WORK INSTRUCTION
Across the entries below, how many lines have the word "Clips" in them? Respond with only the number.

DATA SUPPLIED

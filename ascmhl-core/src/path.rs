// Copyright (c) The ascmhl Contributors
// SPDX-License-Identifier: MIT OR Apache-2.0

//! Path normalization for file and directory entries (Invariant 5 of the
//! data model): forward slashes, no `.`/`..` components, no leading
//! separator, canonical Unicode form.

use camino::{Utf8Path, Utf8PathBuf};
use unicode_normalization::UnicodeNormalization;

/// Normalizes a path relative to a sealed root so it can be used as a stable
/// history key.
///
/// Joins components with `/` regardless of platform, drops any leading
/// separator, rejects `.`/`..` components (a walker never produces them, but
/// this is also used to validate paths read back from a manifest store), and
/// puts each component through NFC Unicode normalization so the same name
/// typed on different platforms compares equal.
pub fn normalize_relative(path: &Utf8Path) -> Utf8PathBuf {
    let mut out = Utf8PathBuf::new();
    for component in path.components() {
        use camino::Utf8Component::*;
        match component {
            Normal(part) => {
                let nfc: String = part.nfc().collect();
                out.push(nfc);
            }
            CurDir | RootDir | Prefix(_) => {}
            ParentDir => {
                // A literal ".." component in a recorded path would break the
                // "no .. " invariant; callers that walk the filesystem never
                // produce one, so this only matters when reading an
                // externally-authored manifest. Drop it rather than panic.
            }
        }
    }
    out
}

/// Joins a parent-relative path and a child name into a single normalized
/// relative path, independent of platform path separators.
pub fn join_relative(parent: &Utf8Path, name: &str) -> Utf8PathBuf {
    if parent.as_str().is_empty() {
        normalize_relative(Utf8Path::new(name))
    } else {
        let joined = format!("{parent}/{name}");
        normalize_relative(Utf8Path::new(&joined))
    }
}

/// Byte-wise comparison of two normalized names, used by the walker and
/// `DirDigest` to establish canonical child order (§4.2: "not locale
/// collation").
pub fn byte_compare(a: &str, b: &str) -> std::cmp::Ordering {
    a.as_bytes().cmp(b.as_bytes())
}

#[cfg(test)]
mod tests {
    use super::*;

    #[test]
    fn normalizes_leading_separator_and_dot_components() {
        let p = normalize_relative(Utf8Path::new("/Clips/./a.mov"));
        assert_eq!(p.as_str(), "Clips/a.mov");
    }

    #[test]
    fn drops_parent_dir_components() {
        let p = normalize_relative(Utf8Path::new("Clips/../Sidecar.txt"));
        assert_eq!(p.as_str(), "Sidecar.txt");
    }

    #[test]
    fn join_relative_handles_empty_parent() {
        assert_eq!(join_relative(Utf8Path::new(""), "Clips").as_str(), "Clips");
        assert_eq!(
            join_relative(Utf8Path::new("Clips"), "a.mov").as_str(),
            "Clips/a.mov"
        );
    }

    #[test]
    fn byte_compare_is_not_locale_aware() {
        // 'Z' (0x5A) sorts before 'a' (0x61) byte-wise, unlike locale collation.
        assert_eq!(byte_compare("Z", "a"), std::cmp::Ordering::Less);
    }
}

ANSWER TO THE PROBLEM
6